(Collected data entries)
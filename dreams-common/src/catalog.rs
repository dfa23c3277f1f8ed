//! Clip catalog
//!
//! Ordered, read-only list of pre-rendered chord clips. Catalog order is the
//! iteration order used by weighted selection, so it must stay stable for the
//! lifetime of the process.

use crate::{Error, Result};
use serde::{Deserialize, Serialize};
use std::collections::HashSet;
use std::fmt;
use std::path::{Path, PathBuf};
use tracing::{debug, info, warn};

/// Unique clip identifier
#[derive(Debug, Clone, Copy, PartialEq, Eq, Hash, PartialOrd, Ord, Serialize, Deserialize)]
#[serde(transparent)]
pub struct ClipId(pub u32);

impl fmt::Display for ClipId {
    fn fmt(&self, f: &mut fmt::Formatter<'_>) -> fmt::Result {
        write!(f, "{}", self.0)
    }
}

/// One pre-rendered fixed-length audio asset
#[derive(Debug, Clone, PartialEq, Eq, Serialize, Deserialize)]
pub struct Clip {
    pub id: ClipId,
    /// Display label (chord name)
    pub name: String,
    /// Asset locator, relative to the audio directory
    #[serde(alias = "file")]
    pub asset: String,
}

impl Clip {
    pub fn new(id: u32, name: impl Into<String>, asset: impl Into<String>) -> Self {
        Self {
            id: ClipId(id),
            name: name.into(),
            asset: asset.into(),
        }
    }
}

/// Built-in chord set: (id, name)
///
/// Asset file names follow the "<id> <name>.ogg" convention.
const DEFAULT_CHORDS: &[(u32, &str)] = &[
    (1, "Am"),
    (2, "Cmaj6"),
    (3, "Dm7 add11"),
    (4, "A#maj7"),
    (5, "Dm"),
    (6, "G#maj7"),
    (7, "Em9"),
    (8, "Cmaj9"),
    (9, "Dm7"),
    (10, "G#m7"),
    (11, "Em#5"),
    (12, "Cmaj7"),
    (13, "Am9"),
    (14, "Fadd9"),
    (15, "D7(sus4)"),
    (16, "Cadd11"),
    (17, "Cmaj7 add11"),
    (18, "Am7"),
    (19, "Em"),
    (20, "Cmaj"),
    (21, "A#"),
];

/// TOML catalog file layout
#[derive(Debug, Deserialize)]
struct CatalogFile {
    #[serde(rename = "clip", default)]
    clips: Vec<Clip>,
}

/// Ordered clip catalog
#[derive(Debug, Clone)]
pub struct Catalog {
    clips: Vec<Clip>,
}

impl Catalog {
    /// Build a catalog, rejecting empty lists and duplicate ids
    pub fn new(clips: Vec<Clip>) -> Result<Self> {
        if clips.is_empty() {
            return Err(Error::Config("Catalog contains no clips".to_string()));
        }

        let mut seen = HashSet::with_capacity(clips.len());
        for clip in &clips {
            if !seen.insert(clip.id) {
                return Err(Error::Config(format!("Duplicate clip id {} in catalog", clip.id)));
            }
        }

        Ok(Self { clips })
    }

    /// The built-in 21 chord catalog
    pub fn default_chords() -> Self {
        let clips = DEFAULT_CHORDS
            .iter()
            .map(|(id, name)| Clip::new(*id, *name, format!("{} {}.ogg", id, name)))
            .collect();
        Self { clips }
    }

    /// Parse a catalog from TOML (`[[clip]]` tables with id/name/file)
    pub fn from_toml_str(content: &str) -> Result<Self> {
        let file: CatalogFile = toml::from_str(content)
            .map_err(|e| Error::Config(format!("Invalid catalog file: {}", e)))?;
        Self::new(file.clips)
    }

    /// Load a catalog file from disk
    pub fn load_file(path: &Path) -> Result<Self> {
        let content = std::fs::read_to_string(path)?;
        let catalog = Self::from_toml_str(&content)?;
        info!("Loaded {} clips from {}", catalog.len(), path.display());
        Ok(catalog)
    }

    /// Load from file when given, otherwise use the built-in chord set
    pub fn load_or_default(path: Option<&Path>) -> Result<Self> {
        match path {
            Some(p) => Self::load_file(p),
            None => {
                debug!("No catalog file configured, using built-in chords");
                Ok(Self::default_chords())
            }
        }
    }

    pub fn clips(&self) -> &[Clip] {
        &self.clips
    }

    pub fn len(&self) -> usize {
        self.clips.len()
    }

    pub fn is_empty(&self) -> bool {
        self.clips.is_empty()
    }

    pub fn get(&self, id: ClipId) -> Option<&Clip> {
        self.clips.iter().find(|c| c.id == id)
    }

    pub fn contains(&self, id: ClipId) -> bool {
        self.get(id).is_some()
    }

    pub fn ids(&self) -> impl Iterator<Item = ClipId> + '_ {
        self.clips.iter().map(|c| c.id)
    }

    /// Resolve a clip's asset against the audio directory
    pub fn asset_path(audio_dir: &Path, clip: &Clip) -> PathBuf {
        audio_dir.join(&clip.asset)
    }

    /// Clips whose asset file does not exist under `audio_dir`
    pub fn missing_assets(&self, audio_dir: &Path) -> Vec<&Clip> {
        let missing: Vec<&Clip> = self
            .clips
            .iter()
            .filter(|clip| !Self::asset_path(audio_dir, clip).exists())
            .collect();

        if missing.is_empty() {
            info!("All {} audio files found", self.len());
        } else {
            let names: Vec<&str> = missing.iter().map(|c| c.asset.as_str()).collect();
            warn!("Missing audio files: {:?}", names);
        }

        missing
    }
}

#[cfg(test)]
mod tests {
    use super::*;

    #[test]
    fn test_default_catalog() {
        let catalog = Catalog::default_chords();
        assert_eq!(catalog.len(), 21);
        assert_eq!(catalog.clips()[0].name, "Am");
        assert_eq!(catalog.clips()[0].asset, "1 Am.ogg");
        assert_eq!(catalog.get(ClipId(15)).unwrap().asset, "15 D7(sus4).ogg");
    }

    #[test]
    fn test_rejects_duplicate_ids() {
        let result = Catalog::new(vec![Clip::new(1, "Am", "a.ogg"), Clip::new(1, "Dm", "d.ogg")]);
        assert!(matches!(result, Err(Error::Config(_))));
    }

    #[test]
    fn test_rejects_empty() {
        assert!(matches!(Catalog::new(Vec::new()), Err(Error::Config(_))));
    }

    #[test]
    fn test_from_toml_preserves_order() {
        let toml = r#"
            [[clip]]
            id = 7
            name = "Em9"
            file = "7 Em9.ogg"

            [[clip]]
            id = 2
            name = "Cmaj6"
            file = "2 Cmaj6.ogg"
        "#;
        let catalog = Catalog::from_toml_str(toml).unwrap();
        let ids: Vec<ClipId> = catalog.ids().collect();
        assert_eq!(ids, vec![ClipId(7), ClipId(2)]);
        assert_eq!(catalog.get(ClipId(2)).unwrap().asset, "2 Cmaj6.ogg");
    }

    #[test]
    fn test_missing_assets() {
        let dir = tempfile::tempdir().unwrap();
        std::fs::write(dir.path().join("1 Am.ogg"), b"x").unwrap();

        let catalog = Catalog::new(vec![
            Clip::new(1, "Am", "1 Am.ogg"),
            Clip::new(2, "Cmaj6", "2 Cmaj6.ogg"),
        ])
        .unwrap();

        let missing = catalog.missing_assets(dir.path());
        assert_eq!(missing.len(), 1);
        assert_eq!(missing[0].id, ClipId(2));
    }
}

* WHAT THE TASK ASKS
Look above for the line holding "pub fn clips(&self)". Print it and every line after it, exactly, through the line holding "let catalog = Catalog::from_toml_str(toml).unwrap();".

* WORKED SOLUTION
    pub fn clips(&self) -> &[Clip] {
        &self.clips
    }

    pub fn len(&self) -> usize {
        self.clips.len()
    }

    pub fn is_empty(&self) -> bool {
        self.clips.is_empty()
    }

    pub fn get(&self, id: ClipId) -> Option<&Clip> {
        self.clips.iter().find(|c| c.id == id)
    }

    pub fn contains(&self, id: ClipId) -> bool {
        self.get(id).is_some()
    }

    pub fn ids(&self) -> impl Iterator<Item = ClipId> + '_ {
        self.clips.iter().map(|c| c.id)
    }

    /// Resolve a clip's asset against the audio directory
    pub fn asset_path(audio_dir: &Path, clip: &Clip) -> PathBuf {
        audio_dir.join(&clip.asset)
    }

    /// Clips whose asset file does not exist under `audio_dir`
    pub fn missing_assets(&self, audio_dir: &Path) -> Vec<&Clip> {
        let missing: Vec<&Clip> = self
            .clips
            .iter()
            .filter(|clip| !Self::asset_path(audio_dir, clip).exists())
            .collect();

        if missing.is_empty() {
            info!("All {} audio files found", self.len());
        } else {
            let names: Vec<&str> = missing.iter().map(|c| c.asset.as_str()).collect();
            warn!("Missing audio files: {:?}", names);
        }

        missing
    }
}

#[cfg(test)]
mod tests {
    use super::*;

    #[test]
    fn test_default_catalog() {
        let catalog = Catalog::default_chords();
        assert_eq!(catalog.len(), 21);
        assert_eq!(catalog.clips()[0].name, "Am");
        assert_eq!(catalog.clips()[0].asset, "1 Am.ogg");
        assert_eq!(catalog.get(ClipId(15)).unwrap().asset, "15 D7(sus4).ogg");
    }

    #[test]
    fn test_rejects_duplicate_ids() {
        let result = Catalog::new(vec![Clip::new(1, "Am", "a.ogg"), Clip::new(1, "Dm", "d.ogg")]);
        assert!(matches!(result, Err(Error::Config(_))));
    }

    #[test]
    fn test_rejects_empty() {
        assert!(matches!(Catalog::new(Vec::new()), Err(Error::Config(_))));
    }

    #[test]
    fn test_from_toml_preserves_order() {
        let toml = r#"
            [[clip]]
            id = 7
            name = "Em9"
            file = "7 Em9.ogg"

            [[clip]]
            id = 2
            name = "Cmaj6"
            file = "2 Cmaj6.ogg"
        "#;
        let catalog = Catalog::from_toml_str(toml).unwrap();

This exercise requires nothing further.